CSA-in-a-Box Architecture¶
Note
Quick Summary: Architecture reference for CSA-in-a-Box — the Azure-native reference implementation of the Microsoft "Unify your data platform" CAF guidance, built on Azure PaaS and open-source tooling. Positions Fabric as the primary control plane where GA, and CSA-in-a-Box as the Azure Government gap-filler (Fabric is forecast, not GA), the post-deprecation CAF CSA reference, and an incremental on-ramp to Fabric. Covers the DMLZ/DLZ landing zone pattern, medallion data flow (Bronze/Silver/Gold), streaming via Event Hubs + ADX, AI/ML integration, 9 vertical examples, and Azure Government compatibility.
A comprehensive architecture reference for CSA-in-a-Box — an Azure-native reference implementation of the Microsoft "Unify your data platform" Cloud Adoption Framework guidance, built on Azure PaaS services and open-source tooling. Where Microsoft Fabric is GA in your region and cloud, Fabric is the primary control plane; CSA-in-a-Box is the Fabric-parity stack on Azure PaaS for workloads in Azure Government (Fabric forecast, not GA), for regulated scenarios that need composable IaC, and as an incremental on-ramp whose components compose cleanly into a future Fabric migration.
Note
CAF scenario update (CSA-0068). The legacy "Cloud-Scale Analytics" CAF scenario was deprecated in April 2026 and replaced by Microsoft CAF — Unify your data platform. This document tracks the 2026 "Unify your data platform" guidance.

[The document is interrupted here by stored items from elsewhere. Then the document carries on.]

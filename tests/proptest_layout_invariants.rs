//! Property-based invariant tests for the layout adapter.
//!
//! Over random forests (including dangling parent ids) and random edges:
//!
//! 1. Output node and edge ids equal the input ids.
//! 2. Top-level nodes carry equal relative and absolute positions.
//! 3. Nested nodes carry the engine's parent-relative offset, so summing
//!    offsets up the parent chain gives the engine's absolute placement.
//! 4. An edge between a node and its parent belongs to the parent.
//! 5. A failing engine leaves the snapshot untouched.

use std::collections::HashMap;

use flowgraph_layout::{
    Edge, EdgePlacement, EngineError, FixedWidthMetrics, GraphSnapshot, LayoutAdapter, LayoutConfig,
    LayoutEngine, LayoutGraph, LayoutOptions, Node, Position,
};
use proptest::prelude::*;

// ── Helpers ─────────────────────────────────────────────────────────────

/// Deterministic offset per node id.
fn offset_for(id: &str) -> Position {
    let seed: u32 = id.bytes().map(u32::from).sum();
    Position::new((seed % 97) as f32 * 3.0, (seed % 31) as f32 * 7.0)
}

struct HashEngine;

impl LayoutEngine for HashEngine {
    async fn layout(
        &self,
        mut graph: LayoutGraph,
        _options: &LayoutOptions,
    ) -> Result<LayoutGraph, EngineError> {
        fn place(node: &mut LayoutGraph) {
            for child in node.children.iter_mut() {
                let pos = offset_for(&child.id);
                child.x = Some(pos.x);
                child.y = Some(pos.y);
                place(child);
            }
        }
        place(&mut graph);
        Ok(graph)
    }
}

struct BrokenEngine;

impl LayoutEngine for BrokenEngine {
    async fn layout(
        &self,
        _graph: LayoutGraph,
        _options: &LayoutOptions,
    ) -> Result<LayoutGraph, EngineError> {
        Err(EngineError::Panicked("index out of bounds".to_string()))
    }
}

/// Node `i` may point at an earlier node, at a missing id, or at nothing.
fn snapshot_strategy() -> impl Strategy<Value = GraphSnapshot> {
    (1usize..14)
        .prop_flat_map(|n| {
            let parents = proptest::collection::vec((0u8..4, 0usize..n), n);
            let edges = proptest::collection::vec((0usize..n, 0usize..n), 0..(n * 2));
            (Just(n), parents, edges)
        })
        .prop_map(|(n, parents, edge_pairs)| {
            let nodes: Vec<Node> = (0..n)
                .map(|i| {
                    let node = Node::new(format!("n{i}"), format!("node {i}"));
                    let (kind, target) = parents[i];
                    match kind {
                        0 | 1 if i > 0 => node.with_parent(format!("n{}", target % i)),
                        2 => node.with_parent(format!("ghost{i}")),
                        _ => node,
                    }
                })
                .collect();
            let edges = edge_pairs
                .into_iter()
                .enumerate()
                .map(|(idx, (s, t))| Edge::new(format!("e{idx}"), format!("n{s}"), format!("n{t}")))
                .collect();
            GraphSnapshot::new(nodes, edges)
        })
}

fn adapter<E: LayoutEngine>(engine: E) -> LayoutAdapter<E, FixedWidthMetrics> {
    LayoutAdapter::new(engine, FixedWidthMetrics::default(), LayoutConfig::default())
}

/// Parent id after orphan promotion.
fn effective_parent<'a>(node: &'a Node, ids: &HashMap<&str, &Node>) -> Option<&'a str> {
    node.parent_node.as_deref().filter(|p| ids.contains_key(p))
}

// ═════════════════════════════════════════════════════════════════════════
// 1-3. Identity, root invariance, containment
// ═════════════════════════════════════════════════════════════════════════

proptest! {
    #[test]
    fn positions_respect_containment(snapshot in snapshot_strategy()) {
        let layout_adapter = adapter(HashEngine);
        let pass = layout_adapter.try_layout(&snapshot.nodes, &snapshot.edges);
        let out = pollster::block_on(pass);
        let out = out.expect("forest layout must succeed");

        let in_ids: Vec<&str> = snapshot.nodes.iter().map(|n| n.id.as_str()).collect();
        let out_ids: Vec<&str> = out.nodes.iter().map(|n| n.id.as_str()).collect();
        prop_assert_eq!(in_ids, out_ids);
        let in_edges: Vec<&str> = snapshot.edges.iter().map(|e| e.id.as_str()).collect();
        let out_edges: Vec<&str> = out.edges.iter().map(|e| e.id.as_str()).collect();
        prop_assert_eq!(in_edges, out_edges);

        let by_id: HashMap<&str, &Node> = out.nodes.iter().map(|n| (n.id.as_str(), n)).collect();
        for node in &out.nodes {
            prop_assert_eq!(node.position, offset_for(&node.id));
            match effective_parent(node, &by_id) {
                None => prop_assert_eq!(node.position_absolute, Some(node.position)),
                Some(_) => prop_assert_eq!(node.position_absolute, Some(Position::ZERO)),
            }

            let mut absolute = node.position;
            let mut expected = offset_for(&node.id);
            let mut parent = effective_parent(node, &by_id);
            while let Some(parent_id) = parent {
                let parent_node = by_id[parent_id];
                absolute = absolute.offset(parent_node.position);
                expected = expected.offset(offset_for(parent_id));
                parent = effective_parent(parent_node, &by_id);
            }
            prop_assert!((absolute.x - expected.x).abs() < 1e-3);
            prop_assert!((absolute.y - expected.y).abs() < 1e-3);
        }
    }
}

// ═════════════════════════════════════════════════════════════════════════
// 4. Parent/child edges belong to the parent
// ═════════════════════════════════════════════════════════════════════════

proptest! {
    #[test]
    fn parent_child_edges_live_in_parent(snapshot in snapshot_strategy()) {
        let adapter = adapter(HashEngine);
        let prepared = adapter.prepare(&snapshot.nodes, &snapshot.edges).unwrap();
        for (idx, edge) in snapshot.edges.iter().enumerate() {
            let source_parent = prepared.parent_of(&edge.source);
            let target_parent = prepared.parent_of(&edge.target);
            let placement = prepared.edge_placement(idx).unwrap();
            if target_parent == Some(edge.source.as_str()) {
                prop_assert_eq!(placement, EdgePlacement::Container(edge.source.as_str()));
            } else if source_parent == Some(edge.target.as_str()) {
                prop_assert_eq!(placement, EdgePlacement::Container(edge.target.as_str()));
            }
            if source_parent.is_none() && target_parent.is_none() && edge.source != edge.target {
                prop_assert_eq!(placement, EdgePlacement::TopLevel);
            }
        }
    }
}

// ═════════════════════════════════════════════════════════════════════════
// 5. Fallback idempotence
// ═════════════════════════════════════════════════════════════════════════

proptest! {
    #[test]
    fn failed_pass_is_a_no_op(snapshot in snapshot_strategy()) {
        let out = pollster::block_on(adapter(BrokenEngine).layout_snapshot(&snapshot));
        prop_assert_eq!(out, snapshot);
    }
}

Historical references to the deprecated Cloud-Scale Analytics scenario are retained for context and cross-referencing only — do not use https://learn.microsoft.com/azure/cloud-adoption-framework/scenarios/cloud-scale-analytics/ as an authoritative source for new work.
📑 Table of Contents¶
- 🏗️ High-Level Architecture
- 🏗️ Architecture Layers
- 🔄 Data Flow
- 💡 Vertical Examples
- 📁 Repository Structure
- ⚙️ Primary Tech Choices
- 🔒 Security Architecture
- 🚀 Next Steps
🏗️ High-Level Architecture¶
graph TB
%% ─── Data Sources ───────────────────────────────────────────────
subgraph Sources["Data Sources"]
direction LR
Batch["Batch Sources<br/>(SQL, API, Files)"]
Stream["Streaming Sources<br/>(IoT, Events)"]
OpenData["Open Data APIs<br/>(USDA, NOAA, EPA, Census)"]
end
%% ─── Data Management Landing Zone ────────────────────────────────
subgraph DMLZ["Data Management Landing Zone"]
direction TB
Purview["Microsoft Purview<br/>Catalog & Governance"]
KV["Azure Key Vault<br/>Secrets Management"]
Marketplace["Data Marketplace API<br/>Discovery & Access"]
GovFramework["Governance Framework<br/>Classification, Lineage, MDM"]
APIM["API Management<br/>Gateway & Rate Limiting"]
end
%% ─── Data Landing Zone ──────────────────────────────────────────
subgraph DLZ["Data Landing Zone(s)"]
direction TB
subgraph Ingest["Ingestion Layer"]
ADF["Azure Data Factory<br/>Orchestration"]
MetaFW["Metadata Framework<br/>Auto-generated Pipelines"]
EventHub["Event Hubs<br/>Streaming Ingestion"]
IoTHub["IoT Hub + DPS<br/>Device Management"]
end
subgraph Storage["Storage — OneLake Pattern"]
direction LR
Bronze["ADLS Gen2<br/>Bronze (Raw)"]
Silver["ADLS Gen2<br/>Silver (Validated)"]
Gold["ADLS Gen2<br/>Gold (Business)"]
end
subgraph Compute["Compute Layer"]
Databricks["Azure Databricks<br/>Spark + Unity Catalog"]
Synapse["Azure Synapse<br/>SQL Pools + Spark"]
dbt["dbt Core<br/>Medallion Transforms"]
end
subgraph RealTime["Real-Time Analytics"]
ADX["Azure Data Explorer<br/>KQL Engine"]
ASA["Stream Analytics<br/>Windowed Aggregation"]
end
subgraph AI["AI / ML Layer"]
AzureML["Azure ML<br/>Model Training"]
AOAI["Azure OpenAI<br/>GPT-4, Embeddings"]
RAG["RAG Patterns<br/>Domain Knowledge"]
end
end
%% ─── Platform Services ──────────────────────────────────────────
subgraph Platform["Platform Services"]
direction TB
DataActivator["Data Activator<br/>Event-driven Alerts"]
DirectLake["Direct Lake<br/>Power BI over Delta"]
SharedSvc["Shared Services<br/>Azure Functions"]
OSSAlt["OSS Alternatives<br/>Gov Gap Fillers"]
end
%% ─── Consumer Layer ─────────────────────────────────────────────
subgraph Consumers["Consumer Layer"]
direction LR
PowerBI["Power BI<br/>Dashboards & Reports"]
Portal["Data Onboarding Portal<br/>3 Implementations"]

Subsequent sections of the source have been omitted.